Give the number of lines in the records below that include the word "return", and add nothing to it.

Provided information:
^^^^

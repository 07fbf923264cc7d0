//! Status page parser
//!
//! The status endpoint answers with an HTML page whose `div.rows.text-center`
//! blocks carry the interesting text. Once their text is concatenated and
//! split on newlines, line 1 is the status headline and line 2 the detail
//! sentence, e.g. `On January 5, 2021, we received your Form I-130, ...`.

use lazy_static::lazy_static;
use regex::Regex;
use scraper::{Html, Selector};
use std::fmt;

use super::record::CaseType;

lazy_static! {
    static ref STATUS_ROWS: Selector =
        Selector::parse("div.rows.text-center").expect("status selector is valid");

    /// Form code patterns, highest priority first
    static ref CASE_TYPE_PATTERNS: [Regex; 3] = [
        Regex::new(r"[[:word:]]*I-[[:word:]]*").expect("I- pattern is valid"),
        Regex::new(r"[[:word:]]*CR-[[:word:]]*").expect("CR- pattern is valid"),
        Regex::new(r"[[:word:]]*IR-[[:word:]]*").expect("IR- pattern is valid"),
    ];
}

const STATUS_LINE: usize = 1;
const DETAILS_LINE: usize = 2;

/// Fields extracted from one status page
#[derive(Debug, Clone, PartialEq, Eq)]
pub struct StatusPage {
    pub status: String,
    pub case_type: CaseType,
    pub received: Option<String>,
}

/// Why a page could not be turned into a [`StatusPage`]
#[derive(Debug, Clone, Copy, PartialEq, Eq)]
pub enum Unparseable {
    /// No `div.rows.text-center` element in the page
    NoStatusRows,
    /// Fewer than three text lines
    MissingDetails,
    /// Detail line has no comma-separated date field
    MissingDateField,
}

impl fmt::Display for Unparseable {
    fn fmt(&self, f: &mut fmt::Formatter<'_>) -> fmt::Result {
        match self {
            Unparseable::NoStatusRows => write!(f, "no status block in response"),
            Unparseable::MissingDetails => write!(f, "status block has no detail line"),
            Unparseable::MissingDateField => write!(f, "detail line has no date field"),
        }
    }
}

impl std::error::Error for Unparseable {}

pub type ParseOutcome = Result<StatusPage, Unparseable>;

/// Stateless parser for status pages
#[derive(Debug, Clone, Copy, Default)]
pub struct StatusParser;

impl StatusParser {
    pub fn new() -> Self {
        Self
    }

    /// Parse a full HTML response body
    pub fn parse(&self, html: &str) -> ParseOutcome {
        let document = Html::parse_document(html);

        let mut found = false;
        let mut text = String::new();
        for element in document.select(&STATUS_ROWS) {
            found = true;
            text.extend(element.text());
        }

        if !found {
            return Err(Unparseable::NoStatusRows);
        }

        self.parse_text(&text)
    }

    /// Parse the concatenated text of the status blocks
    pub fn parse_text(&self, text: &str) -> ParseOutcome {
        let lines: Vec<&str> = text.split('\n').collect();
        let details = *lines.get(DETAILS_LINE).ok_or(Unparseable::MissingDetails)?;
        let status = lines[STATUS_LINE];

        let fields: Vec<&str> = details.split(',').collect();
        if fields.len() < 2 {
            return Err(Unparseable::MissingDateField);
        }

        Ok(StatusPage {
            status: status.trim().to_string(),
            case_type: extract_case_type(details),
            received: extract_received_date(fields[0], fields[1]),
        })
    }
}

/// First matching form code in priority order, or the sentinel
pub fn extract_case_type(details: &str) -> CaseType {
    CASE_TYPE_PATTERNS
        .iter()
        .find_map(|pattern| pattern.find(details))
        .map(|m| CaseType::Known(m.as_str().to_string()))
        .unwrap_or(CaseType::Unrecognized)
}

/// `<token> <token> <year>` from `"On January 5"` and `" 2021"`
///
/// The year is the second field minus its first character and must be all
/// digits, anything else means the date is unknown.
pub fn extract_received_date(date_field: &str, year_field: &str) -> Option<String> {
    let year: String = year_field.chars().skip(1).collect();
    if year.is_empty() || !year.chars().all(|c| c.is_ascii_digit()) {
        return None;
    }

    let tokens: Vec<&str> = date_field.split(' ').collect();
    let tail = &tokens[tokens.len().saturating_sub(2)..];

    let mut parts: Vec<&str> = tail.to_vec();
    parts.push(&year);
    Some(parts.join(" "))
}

^^^^

Written solution: 3